The 366 daily episodes in 2014 were chronological snapshots of earth history, beginning with the Precambrian in January and on to the Cenozoic in December. You can find them all in the index in the right sidebar. In 2015, the daily episodes for each month were assembled into monthly packages, and a few new episodes were posted. Now, the blog/podcast is on an occasional schedule with diverse topics, and the Facebook Page showcases photos on Mineral Monday and Fossil Friday. Thanks for your interest!

Wednesday, April 30, 2014

April 30. Not with a bang




It’s the end of the Silurian. You’re probably expecting a big extinction event like the ones we had at the end of the Cambrian and Ordovician – but I have to disappoint you. The last of the relatively small extinction events we discussed the other day, the Lau event, was about 8 million years before the end of the Silurian, and there’s really nothing notable to mark the end of the Period. 

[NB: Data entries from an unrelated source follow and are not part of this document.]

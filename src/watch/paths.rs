// src/watch/paths.rs

//! Normalization of raw filesystem-event paths against the watched root.

use std::path::Path;

use crate::errors::{Result, WatchnpmError};

/// Convert an absolute event path into a string relative to `root`, with
/// forward slashes.
///
/// This is intentionally robust:
/// - First we try a direct `strip_prefix(root)`.
/// - If that fails (e.g. due to symlinks or different absolute prefixes),
///   we canonicalize both paths and try again.
/// - Only if both attempts fail do we give up with
///   [`WatchnpmError::OutsideRoot`].
///
/// There is deliberately no existence check: a path that was just deleted
/// still normalizes, because a deletion is a legitimate rebuild trigger.
pub fn relative_to_root(root: &Path, path: &Path) -> Result<String> {
    // Fast path: event path already starts with our root.
    if let Ok(rel) = path.strip_prefix(root) {
        return Ok(relative_string(rel));
    }

    // More robust path: canonicalize both, then try again. This helps on
    // platforms (notably macOS) where different absolute prefixes may be
    // used for the same underlying directory (e.g. symlinks, /private/var).
    if let (Ok(root_canon), Ok(path_canon)) = (root.canonicalize(), path.canonicalize()) {
        if let Ok(rel) = path_canon.strip_prefix(&root_canon) {
            return Ok(relative_string(rel));
        }
    }

    Err(WatchnpmError::OutsideRoot {
        path: path.to_path_buf(),
        root: root.to_path_buf(),
    })
}

fn relative_string(rel: &Path) -> String {
    rel.to_string_lossy().replace('\\', "/")
}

So how do we pick it? All these time periods – eras, periods, epochs and so on – are of course arbitrary constructions by humans to make it easier to refer to periods of geologic time. It took an international committee to define the boundary between the Silurian and the Devonian Periods, and their proposal was adopted in 1977. It’s defined by the occurrence of some particular fossils – index fossils, which are characteristic of a particular, narrow time interval. For this boundary, the base of the Devonian is defined as the first appearance of one particular type of graptolite species. Graptolites (see March 8) were floating colonial animals that created a wide variety of distinctive fossils, so they are very useful in relative age dating. This position, the base of the Devonian, is strengthened by the presence of some particular trilobites and conodonts too. It’s such a characteristic and specific assemblage of fossils it’s called a “golden spike,” and although it’s used to define the base of the Devonian, that also defines the top, the end, of the Silurian Period. On the whole, it appears that there was pretty much uninterrupted and continuous deposition of limestones and shales from the Silurian into the Devonian, so there really isn’t anything dramatic to mark the boundary.

Silurian-Devonian boundary monument at Klonk
By international agreement, there’s a particular place – called the type section – which is the official “best” example or at least the official reference example, of the rocks that define the boundary. It’s at Klonk, a village in the Czech Republic about 35 km from Prague. It’s called the global stratotype for the Silurian-Devonian boundary, and there’s a monument there to commemorate it.

So with that, at 416 million years ago, we’re done with the Silurian, and the last of the Silurian invertebrates. Mark Twain cited a Mississippi river boatman who had a library consisting of one book, Charles Lyell’s Principles of Geology, which he used as a source for what he perceived as profanity, to use against his roustabouts to stir them into action…. Twain reports the man would rail at the roustabouts and charge them “with being Old Silurian Invertebrates out of the Incandescent Anisodactylous Post-Pliocene Period and damn the whole gang in a body to perdition.” (From Twain’s Autobiography.)

So no more Silurian invertebrates for us. The Devonian starts tomorrow.